Sometimes I sit down to write and the words I use just aren’t right. I find myself talking about my life and I always find the words “mental illness” emerging to describe a period of my life when I felt and appeared lost. I was lost to the regular world and went to a place where there are really very few words that make sense. I emerged from that place after a long time of quiet and heaviness. I walked slowly and I went places I didn’t want to go.
But it is my path. And it brought me here. To you. I talk to you about my coming through mental illness because I know you know what those words mean. At least you have some idea. You’ve been there too. Or you know someone who has. It can mean different things for different people. But there are commonalities. I tell you about that part of my life as my foray into mental illness but I really do that not for myself but just so you understand what I mean. Those words are inadequate and also misleading.
I don’t really own those words for myself when I think about my path and how it has led me here. I know I was hospitalized. I know I had all the signs: “mania,” “psychosis,” “hearing voices,”“grandiose and delusional thinking.” I was there through all of that. I remember it clearly. But the words mental illness don’t help me. They keep me small and sick. They are there to remind me that something is terribly wrong with me and that it is something that will never get better.
If I had to define that time in my life in a way that I could understand I would say I had a spiritual overhaul that changed the course of my life forever. I would say that I had many transformative experiences that just don’t make sense in the culture I live in. I would say I saw both light and dark and that I was wrapped in the blanket of the world of dreams but I was awake. I was awake and aware but I couldn’t understand and neither could the people around me. I was cloaked in the mystery. I went so far away I was almost totally gone. But somehow I managed to come back.
When my children grow older they will read what I have written and say that they have a mother that has been mentally ill. This is the pain that bothers me most of all. I want to protect them, even though they lived through it with me and it affected their lives, too. I want to shield my children, but I am okay with you knowing that I walked that line between what is considered normal and what is considered ill. I crossed over that line more than once. I know you understand and I am just like you and that’s okay with me. I hope it’s okay with you that you are just like me.
I welcome people into my life that are called “mentally ill.” I want to know you and hear your story. I want to laugh about the funny parts and remember the parts that were painful and I want to help heal that pain. I just wish, for both of us, that we could call ourselves something else. I wish we could be seen for our gifts and not what the world thinks is wrong with us. There is a gift here. In you and in me. I know it. It gets covered up because the world doesn’t understand how to see it. It gets overlooked and sometimes buried.
I am in the place where I am uncovering my gift. It took a long time but I got here. It might take the rest of my time here to finish it. But I know that gift is here inside of me. And I know it is not separate from when I was “mentally ill.” I know that was just the beginning. And that it was trying to show me something. Something beautiful. It was crazy, mixed up, topsy turvy. It was sad and glorious at the same time. It was light and it was dark. But it was mine. And it still is.
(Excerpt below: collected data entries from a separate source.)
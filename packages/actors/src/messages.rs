//! Message types for actor communication.

use ractor::RpcReplyPort;
use school_core::{JobPreview, RegistrationJob};

/// Messages for the RegistrationQueueActor.
#[derive(Debug)]
pub enum QueueMessage {
    /// Append a job to the tail of the queue. Replies with the job's
    /// 1-based position.
    Enqueue {
        job: Box<RegistrationJob>,
        reply: RpcReplyPort<usize>,
    },

    /// Detach and return the job at the head of the queue, if any.
    TakeNext {
        reply: RpcReplyPort<Option<RegistrationJob>>,
    },

    /// Current number of pending jobs.
    Len { reply: RpcReplyPort<usize> },

    /// Bounded preview of pending jobs, oldest first.
    Snapshot {
        limit: usize,
        reply: RpcReplyPort<Vec<JobPreview>>,
    },

    /// Shutdown the queue gracefully.
    Shutdown,
}

/// Messages for the DrainWorker.
#[derive(Debug)]
pub enum WorkerMessage {
    /// Periodic tick: attempt to drain one job.
    Tick,

    /// Shutdown the worker.
    Shutdown,
}
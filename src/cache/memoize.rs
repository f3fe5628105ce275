//! Memoizing Wrappers
//!
//! Pairs a pure function with its own [`CacheStore`] so repeated calls with the
//! same arguments are answered from memory.
//!
//! # Example
//! ```
//! use gst_msdk_fits::cache::memoize;
//!
//! let square = memoize("square", |&(x,): &(u64,)| x * x);
//! assert_eq!(square.call((12,)), 144);
//! assert_eq!(square.call((12,)), 144);
//! assert_eq!(square.stats().misses, 1);
//! ```

use std::fmt;
use std::hash::Hash;
use std::marker::PhantomData;

use crate::cache::{CacheStats, CacheStore};

// == Memoize ==
/// A function wrapped with a private result store.
///
/// The argument tuple `K` is the lookup key, used verbatim. `f` must be
/// deterministic: it runs at most once per distinct `K` for the lifetime of
/// the wrapper.
pub struct Memoize<K, V, F> {
    func: F,
    store: CacheStore<K, V>,
}

impl<K, V, F> Memoize<K, V, F>
where
    K: Eq + Hash,
    V: Clone,
    F: Fn(&K) -> V,
{
    /// Wraps `func`. `name` labels the store in trace output.
    pub fn new(name: &'static str, func: F) -> Self {
        Self {
            func,
            store: CacheStore::new(name),
        }
    }

    /// Returns `func(&args)`, computing it only on the first call with `args`.
    pub fn call(&self, args: K) -> V {
        self.store.get_or_insert_with(args, &self.func)
    }

    /// Hit/miss counters of the private store.
    pub fn stats(&self) -> CacheStats {
        self.store.stats()
    }

    /// The private store.
    pub fn store(&self) -> &CacheStore<K, V> {
        &self.store
    }
}

impl<K, V, F> fmt::Debug for Memoize<K, V, F> {
    fn fmt(&self, f: &mut fmt::Formatter<'_>) -> fmt::Result {
        f.debug_struct("Memoize")
            .field("name", &self.store.name())
            .finish_non_exhaustive()
    }
}

// == Try Memoize ==
/// A fallible function wrapped with a private result store.
///
/// Only `Ok` results are stored. An `Err` reaches the caller unchanged, and
/// the next call with the same arguments runs the function again.
pub struct TryMemoize<K, V, E, F> {
    func: F,
    store: CacheStore<K, V>,
    _error: PhantomData<fn() -> E>,
}

impl<K, V, E, F> TryMemoize<K, V, E, F>
where
    K: Eq + Hash,
    V: Clone,
    F: Fn(&K) -> Result<V, E>,
{
    /// Wraps `func`. `name` labels the store in trace output.
    pub fn new(name: &'static str, func: F) -> Self {
        Self {
            func,
            store: CacheStore::new(name),
            _error: PhantomData,
        }
    }

    /// Returns `func(&args)`, storing the value on success.
    pub fn call(&self, args: K) -> Result<V, E> {
        self.store.try_get_or_insert_with(args, &self.func)
    }

    /// Hit/miss counters of the private store.
    pub fn stats(&self) -> CacheStats {
        self.store.stats()
    }

    /// The private store.
    pub fn store(&self) -> &CacheStore<K, V> {
        &self.store
    }
}

impl<K, V, E, F> fmt::Debug for TryMemoize<K, V, E, F> {
    fn fmt(&self, f: &mut fmt::Formatter<'_>) -> fmt::Result {
        f.debug_struct("TryMemoize")
            .field("name", &self.store.name())
            .finish_non_exhaustive()
    }
}

/// Wraps a pure function with a memo store.
pub fn memoize<K, V, F>(name: &'static str, func: F) -> Memoize<K, V, F>
where
    K: Eq + Hash,
    V: Clone,
    F: Fn(&K) -> V,
{
    Memoize::new(name, func)
}

/// Wraps a fallible pure function with a memo store that skips failures.
pub fn try_memoize<K, V, E, F>(name: &'static str, func: F) -> TryMemoize<K, V, E, F>
where
    K: Eq + Hash,
    V: Clone,
    F: Fn(&K) -> Result<V, E>,
{
    TryMemoize::new(name, func)
}
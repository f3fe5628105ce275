//! Report models
//!
//! Serializable snapshots produced by the capability-report binary.

pub mod report;

pub use report::CapabilityReport;
//! Integration Tests for spec composition and translation
//!
//! Exercises the public API the way test-suite code uses it: load a spec
//! document, compose a context, and translate its parameters.

use gst_msdk_fits::mapping::{
    map_deinterlace_method, map_format, map_format_upper, map_profile, map_subsampling,
    map_vpp_rotation, map_vpp_transpose,
};
use gst_msdk_fits::{load_test_spec, memoize, JsonSpecStore, SpecComposer, SpecStore};
use serde_json::{json, Value};
use std::cell::Cell;

// == Helper Functions ==

fn suite_store() -> JsonSpecStore {
    JsonSpecStore::from_json_str(
        r#"{
            "encode": {
                "avc": {
                    "cqp": { "formats": ["NV12", "I420"], "profile": "high", "qp": [14, 28] },
                    "cbr": { "formats": ["NV12"], "bitrate": 4000 }
                }
            },
            "vpp": {
                "rotate": { "degrees": [0, 90, 180, 270] },
                "deinterlace": { "methods": ["bob", "motion-adaptive", "weave"] }
            },
            "gst-msdk": {
                "encode": {
                    "avc": {
                        "cqp": { "formats": ["NV12"], "lowpower": false }
                    }
                },
                "vpp": {
                    "rotate": { "degrees": [90, 270] }
                }
            }
        }"#,
    )
    .expect("suite document parses")
}

fn strings(value: &Value) -> Vec<&str> {
    value
        .as_array()
        .expect("array")
        .iter()
        .map(|v| v.as_str().expect("string"))
        .collect()
}

// == Compose Tests ==

#[test]
fn test_component_overrides_general_entries() {
    let store = suite_store();
    let spec = load_test_spec(&store, &["encode", "avc", "cqp"]);

    assert_eq!(strings(&spec["formats"]), vec!["NV12"]);
    assert_eq!(spec["profile"], json!("high"));
    assert_eq!(spec["qp"], json!([14, 28]));
    assert_eq!(spec["lowpower"], json!(false));
    assert_eq!(spec.len(), 4);
}

#[test]
fn test_context_without_component_entries() {
    let store = suite_store();
    let spec = load_test_spec(&store, &["encode", "avc", "cbr"]);
    assert_eq!(
        Value::Object(spec),
        json!({ "formats": ["NV12"], "bitrate": 4000 })
    );
}

#[test]
fn test_unknown_context_composes_empty() {
    let store = suite_store();
    assert!(load_test_spec(&store, &["decode", "av1"]).is_empty());
}

#[test]
fn test_compose_is_idempotent_and_independent() {
    let store = suite_store();
    let composer = SpecComposer::new(&store);

    let mut first = composer.compose(&["vpp", "rotate"]);
    let second = composer.compose(&["vpp", "rotate"]);
    assert_eq!(first, second);

    first["degrees"].as_array_mut().unwrap().clear();
    assert_eq!(second["degrees"], json!([90, 270]));
    assert_eq!(
        store.get_spec(&["gst-msdk", "vpp", "rotate"])["degrees"],
        json!([90, 270])
    );
    assert_eq!(
        store.get_spec(&["vpp", "rotate"])["degrees"],
        json!([0, 90, 180, 270])
    );
}

// == Translation Tests ==

#[test]
fn test_composed_parameters_translate() {
    let store = suite_store();

    let cqp = load_test_spec(&store, &["encode", "avc", "cqp"]);
    let caps: Vec<_> = strings(&cqp["formats"])
        .into_iter()
        .map(|f| map_format(f))
        .collect();
    assert_eq!(caps, vec![Some("nv12")]);
    assert_eq!(
        map_profile("avc", cqp["profile"].as_str().unwrap()),
        Some("high")
    );

    let rotate = load_test_spec(&store, &["vpp", "rotate"]);
    let rotations: Vec<_> = rotate["degrees"]
        .as_array()
        .unwrap()
        .iter()
        .map(|d| map_vpp_rotation(d.as_i64().unwrap() as i32))
        .collect();
    assert_eq!(rotations, vec![Some("90r"), Some("90l")]);

    let deinterlace = load_test_spec(&store, &["vpp", "deinterlace"]);
    let methods: Vec<_> = strings(&deinterlace["methods"])
        .into_iter()
        .map(map_deinterlace_method)
        .collect();
    assert_eq!(
        methods,
        vec![Some("bob"), Some("advanced"), Some("field-weave")]
    );
}

#[test]
fn test_subsampling_group_formats() {
    let supported: Vec<_> = map_subsampling("FORMATS_420")
        .iter()
        .filter_map(|f| map_format_upper(f))
        .collect();
    assert_eq!(supported, vec!["I420", "NV12", "YV12"]);

    // 422V has no msdk format, so the 422 group narrows
    let supported: Vec<_> = map_subsampling("FORMATS_422")
        .iter()
        .filter_map(|f| map_format(f))
        .collect();
    assert_eq!(supported, vec!["y42b", "yuy2"]);
}

#[test]
fn test_rotation_table_through_user_cache() {
    // Wrapping an already memoized table again must not change its answers
    let evaluations = Cell::new(0);
    let rotation = memoize("rotation", |&(d,): &(i32,)| {
        evaluations.set(evaluations.get() + 1);
        map_vpp_rotation(d)
    });

    for _ in 0..3 {
        assert_eq!(rotation.call((0,)), Some("identity"));
        assert_eq!(rotation.call((90,)), Some("90r"));
        assert_eq!(rotation.call((180,)), Some("180"));
        assert_eq!(rotation.call((270,)), Some("90l"));
        assert_eq!(rotation.call((45,)), None);
    }
    assert_eq!(evaluations.get(), 5);
    assert_eq!(rotation.stats().hits, 10);
}

#[test]
fn test_transpose_video_direction() {
    assert_eq!(map_vpp_transpose(90, Some("horizontal")), Some("ul-lr"));
    assert_eq!(map_vpp_transpose(270, Some("horizontal")), Some("ur-ll"));
    assert_eq!(map_vpp_transpose(360, None), None);
}
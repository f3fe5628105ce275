//! Pixel format and chroma subsampling tables.

use once_cell::sync::Lazy;

use super::lookup;
use crate::cache::CacheStore;

const SUBSAMPLING_GROUPS: &[(&str, &[&str])] = &[
    ("FORMATS_400", &["Y800"]),
    ("FORMATS_420", &["I420", "NV12", "YV12"]),
    ("FORMATS_422", &["422H", "422V", "YUY2"]),
    ("FORMATS_444", &["444P", "AYUV"]),
];

// Lower-case caps names, as used in `video/x-raw,format=...` strings.
const CAPS_FORMATS: &[(&str, &str)] = &[
    ("I420", "i420"),
    ("NV12", "nv12"),
    ("YV12", "yv12"),
    ("P010", "p010-10le"),
    ("AYUV", "ayuv"),
    ("YUY2", "yuy2"),
    ("ARGB", "argb"),
    ("BGRA", "bgra"),
    ("422H", "y42b"),
    ("444P", "y444"),
    ("P210", "i422_10le"),
    ("P410", "y444_10le"),
];

// GstVideoFormat names.
const VIDEO_FORMATS: &[(&str, &str)] = &[
    ("I420", "I420"),
    ("NV12", "NV12"),
    ("YV12", "YV12"),
    ("P010", "P010_10LE"),
    ("AYUV", "AYUV"),
    ("YUY2", "YUY2"),
    ("ARGB", "ARGB"),
    ("BGRA", "BGRA"),
    ("422H", "Y42B"),
    ("444P", "Y444"),
    ("P210", "I422_10LE"),
    ("P410", "Y444_10LE"),
];

static SUBSAMPLING_CACHE: Lazy<CacheStore<String, &'static [&'static str]>> =
    Lazy::new(|| CacheStore::new("map_subsampling"));
static CAPS_FORMAT_CACHE: Lazy<CacheStore<String, Option<&'static str>>> =
    Lazy::new(|| CacheStore::new("map_format"));
static VIDEO_FORMAT_CACHE: Lazy<CacheStore<String, Option<&'static str>>> =
    Lazy::new(|| CacheStore::new("map_format_upper"));

/// Returns the suite formats belonging to a subsampling group such as
/// `FORMATS_420`. Unknown groups yield an empty list.
pub fn map_subsampling(group: &str) -> &'static [&'static str] {
    SUBSAMPLING_CACHE.get_or_insert_with(group.to_string(), |g| {
        lookup(SUBSAMPLING_GROUPS, &g.as_str()).unwrap_or(&[])
    })
}

/// Translates a suite format (`P010`) to its caps name (`p010-10le`).
pub fn map_format(format: &str) -> Option<&'static str> {
    CAPS_FORMAT_CACHE
        .get_or_insert_with(format.to_string(), |f| lookup(CAPS_FORMATS, &f.as_str()))
}

/// Translates a suite format (`P010`) to its GstVideoFormat name (`P010_10LE`).
pub fn map_format_upper(format: &str) -> Option<&'static str> {
    VIDEO_FORMAT_CACHE
        .get_or_insert_with(format.to_string(), |f| lookup(VIDEO_FORMATS, &f.as_str()))
}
I hope you can find your own gift. Don’t let the worst experience of your life define who you are every day in a negative way. Don’t let yourself be trapped in the idea of illness so that you disown the part of you that is strong and clear and beautiful. Find your own path. Find that precious jewel in your center and do what you need to do to let it shine for the world. Maybe you are or have been “mentally ill” like I have. Is that really the whole story? Is that where it stops? You have a sensitivity that not everyone has. Remember that and allow yourself to live whole and healthy no matter where you’ve been before. Sure, at times we have been the “ill” ones. But who’s to say that’s who we are really meant to stay? I believe in you. Now it’s time for you to believe in yourself.